*EXERCISE DATA*
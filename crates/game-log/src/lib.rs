//! Game server log tailer.
//!
//! Follows a growing log file from its current end, hands every complete line
//! to a bounded queue, and recovers when the file is truncated in place or
//! replaced by log rotation.

mod error;
mod reader;
mod tailer;

pub use error::TailError;
pub use reader::{LogPosition, RawLine, TailReader};
pub use tailer::{EchoWriter, LineFilterFn, LogTailer, TailerConfig};
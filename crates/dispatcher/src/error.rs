//! Dispatch error types.

/// Errors from delivering a single notification.
#[derive(Debug, thiserror::Error)]
pub enum DispatchError {
    #[error("webhook error: {0}")]
    Webhook(#[from] craftwatch_webhook::Error),

    #[error("delivery failed: {0}")]
    Delivery(String),
}
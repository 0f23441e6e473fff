//! Classifier error types.

/// Errors produced while compiling a rule set.
#[derive(Debug, thiserror::Error)]
pub enum ClassifierError {
    #[error("invalid pattern for rule '{rule}': {source}")]
    InvalidPattern {
        rule: &'static str,
        #[source]
        source: regex::Error,
    },
}
//! Delivery seam.

use std::future::Future;
use std::pin::Pin;

use craftwatch_protocol::NotificationMessage;

use crate::error::DispatchError;

/// Delivers one notification.
///
/// The binary uses the webhook client; tests substitute a recorder.
pub trait Notifier: Send + Sync {
    fn notify<'a>(
        &'a self,
        message: &'a NotificationMessage,
    ) -> Pin<Box<dyn Future<Output = Result<(), DispatchError>> + Send + 'a>>;
}

impl Notifier for craftwatch_webhook::Client {
    fn notify<'a>(
        &'a self,
        message: &'a NotificationMessage,
    ) -> Pin<Box<dyn Future<Output = Result<(), DispatchError>> + Send + 'a>> {
        Box::pin(async move {
            self.send(message).await?;
            Ok(())
        })
    }
}
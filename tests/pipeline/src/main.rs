fn main() {
    println!("Run `cargo test -p pipeline` to execute the end-to-end pipeline tests.");
}

#[cfg(test)]
mod tests {
    use std::io::Write;
    use std::path::Path;
    use std::sync::{Arc, Mutex};
    use std::time::{Duration, Instant};

    use craftwatch_classifier::{Classifier, RulePatterns};
    use craftwatch_dispatcher::{DispatchStats, Dispatcher};
    use craftwatch_game_log::{LogTailer, RawLine, TailerConfig};
    use craftwatch_protocol::{COLOR_GREEN, COLOR_YELLOW};
    use craftwatch_webhook::{Client, ClientConfig};
    use serde_json::json;
    use tokio::io::{AsyncReadExt, AsyncWriteExt};
    use tokio::net::{TcpListener, TcpStream};
    use tokio::sync::mpsc;
    use tokio_util::sync::CancellationToken;

    type Bodies = Arc<Mutex<Vec<serde_json::Value>>>;

    fn append(path: &Path, text: &str) {
        let mut file = std::fs::OpenOptions::new()
            .append(true)
            .open(path)
            .unwrap();
        file.write_all(text.as_bytes()).unwrap();
    }

    /// Reads one request and returns its JSON body.
    async fn read_body(stream: &mut TcpStream) -> serde_json::Value {
        let mut buf = Vec::new();
        let mut chunk = [0u8; 4096];
        loop {
            let n = stream.read(&mut chunk).await.unwrap();
            assert!(n > 0, "connection closed mid-request");
            buf.extend_from_slice(&chunk[..n]);

            let Some(head_end) = buf.windows(4).position(|w| w == b"\r\n\r\n") else {
                continue;
            };
            let head = String::from_utf8_lossy(&buf[..head_end]).to_ascii_lowercase();
            let length: usize = head
                .lines()
                .find_map(|l| l.strip_prefix("content-length:"))
                .and_then(|v| v.trim().parse().ok())
                .unwrap_or(0);
            let body_start = head_end + 4;
            if buf.len() >= body_start + length {
                return serde_json::from_slice(&buf[body_start..body_start + length]).unwrap();
            }
        }
    }

    /// Webhook endpoint answering each request with the next status in
    /// `statuses`, then 204 forever. Rate-limited requests carry a zero wait.
    async fn webhook(statuses: Vec<u16>) -> (String, Bodies) {
        let listener = TcpListener::bind("127.0.0.1:0").await.unwrap();
        let url = format!(
            "http://{}/api/webhooks/1/token",
            listener.local_addr().unwrap()
        );
        let bodies: Bodies = Arc::new(Mutex::new(Vec::new()));
        let recorded = Arc::clone(&bodies);

        tokio::spawn(async move {
            let mut statuses = statuses.into_iter();
            loop {
                let Ok((mut stream, _)) = listener.accept().await else {
                    return;
                };
                let body = read_body(&mut stream).await;
                let status = statuses.next().unwrap_or(204);
                if status != 429 {
                    recorded.lock().unwrap().push(body);
                }
                let resp = format!(
                    "HTTP/1.1 {status} Mock\r\nRetry-After: 0\r\nContent-Length: 0\r\nConnection: close\r\n\r\n"
                );
                let _ = stream.write_all(resp.as_bytes()).await;
                let _ = stream.shutdown().await;
            }
        });

        (url, bodies)
    }

    async fn wait_for(bodies: &Bodies, count: usize) -> Vec<serde_json::Value> {
        let deadline = Instant::now() + Duration::from_secs(10);
        loop {
            let seen = bodies.lock().unwrap().clone();
            if seen.len() >= count || Instant::now() > deadline {
                return seen;
            }
            tokio::time::sleep(Duration::from_millis(20)).await;
        }
    }

    /// Starts tailer and dispatcher against `log` and `url`, wired like the binary.
    fn start(log: &Path, url: &str) -> (CancellationToken, tokio::task::JoinHandle<()>) {
        let classifier = Arc::new(Classifier::new(&RulePatterns::default()).unwrap());
        let chat = Arc::clone(&classifier);
        let tailer = LogTailer::open(
            log,
            TailerConfig {
                poll_interval: Duration::from_millis(20),
                follow_rotation: true,
                echo: false,
            },
        )
        .unwrap()
        .with_filter(Box::new(move |line: &str| !chat.is_chat(line)));

        let client = Client::new(url, ClientConfig::default()).unwrap();
        let dispatcher = Dispatcher::new(classifier, client);

        let (tx, rx) = mpsc::channel(2);
        let cancel = CancellationToken::new();
        let tail = tokio::spawn(tailer.run(tx, cancel.clone()));
        let dispatch = tokio::spawn(dispatcher.run(rx, cancel.clone()));

        let handle = tokio::spawn(async move {
            tail.await.unwrap().unwrap();
            dispatch.await.unwrap();
        });
        (cancel, handle)
    }

    #[tokio::test]
    async fn appended_lines_become_webhook_posts() {
        let tmp = tempfile::NamedTempFile::new().unwrap();
        append(
            tmp.path(),
            "[11:00:00] [Server thread/INFO]: Old joined the game\n",
        );

        let (url, bodies) = webhook(Vec::new()).await;
        let (cancel, handle) = start(tmp.path(), &url);

        tokio::time::sleep(Duration::from_millis(50)).await;
        append(
            tmp.path(),
            "[12:00:00] [Server thread/INFO]: Steve joined the game\n\
             [12:00:05] [Server thread/INFO]: <Steve> Alex joined the game\n\
             [12:00:06] [Server thread/INFO]: Preparing level \"world\"\n\
             [12:05:00] [Server thread/INFO]: Steve has made the advancement [Stone Age]\n",
        );

        let seen = wait_for(&bodies, 2).await;
        // Give any stray delivery a chance to show up before asserting.
        tokio::time::sleep(Duration::from_millis(100)).await;
        let seen_after = bodies.lock().unwrap().clone();
        assert_eq!(seen, seen_after);

        assert_eq!(
            seen,
            vec![
                json!({
                    "content": "",
                    "embeds": [{
                        "title": "Steve joined the game",
                        "description": "",
                        "color": COLOR_YELLOW,
                    }],
                }),
                json!({
                    "content": "",
                    "embeds": [{
                        "title": "Steve has made the advancement",
                        "description": "Stone Age",
                        "color": COLOR_GREEN,
                    }],
                }),
            ]
        );

        cancel.cancel();
        tokio::time::timeout(Duration::from_secs(5), handle)
            .await
            .expect("pipeline did not stop")
            .unwrap();
    }

    #[tokio::test]
    async fn rate_limited_delivery_keeps_order() {
        let tmp = tempfile::NamedTempFile::new().unwrap();
        let (url, bodies) = webhook(vec![429, 429]).await;
        let (cancel, handle) = start(tmp.path(), &url);

        append(
            tmp.path(),
            "[12:00:00] [Server thread/INFO]: Steve joined the game\n\
             [12:00:01] [Server thread/INFO]: Alex joined the game\n\
             [12:00:02] [Server thread/INFO]: Steve left the game\n",
        );

        let titles: Vec<String> = wait_for(&bodies, 3)
            .await
            .iter()
            .map(|b| b["embeds"][0]["title"].as_str().unwrap().to_string())
            .collect();
        assert_eq!(
            titles,
            vec![
                "Steve joined the game",
                "Alex joined the game",
                "Steve left the game",
            ]
        );

        cancel.cancel();
        tokio::time::timeout(Duration::from_secs(5), handle)
            .await
            .expect("pipeline did not stop")
            .unwrap();
    }

    #[tokio::test]
    async fn error_status_counts_as_reached_not_failed() {
        let (url, bodies) = webhook(vec![500]).await;
        let classifier = Arc::new(Classifier::new(&RulePatterns::default()).unwrap());
        let client = Client::new(&url, ClientConfig::default()).unwrap();
        let mut dispatcher = Dispatcher::new(classifier, client);

        dispatcher
            .dispatch(RawLine::new("[12:00:00] [Server thread/INFO]: Steve joined the game"))
            .await;

        assert_eq!(
            dispatcher.stats(),
            DispatchStats {
                lines: 1,
                notified: 1,
                failed: 0,
            }
        );
        assert_eq!(bodies.lock().unwrap().len(), 1);
    }
}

*TASK GOAL*
Looking back over the data above, restate word for word the lines that begin at the line with "let length: usize = head" and end at the line with "if buf.len() >= body_start", inclusive.

*EXERCISE RESULT*
            let length: usize = head
                .lines()
                .find_map(|l| l.strip_prefix("content-length:"))
                .and_then(|v| v.trim().parse().ok())
                .unwrap_or(0);
            let body_start = head_end + 4;
            if buf.len() >= body_start + length {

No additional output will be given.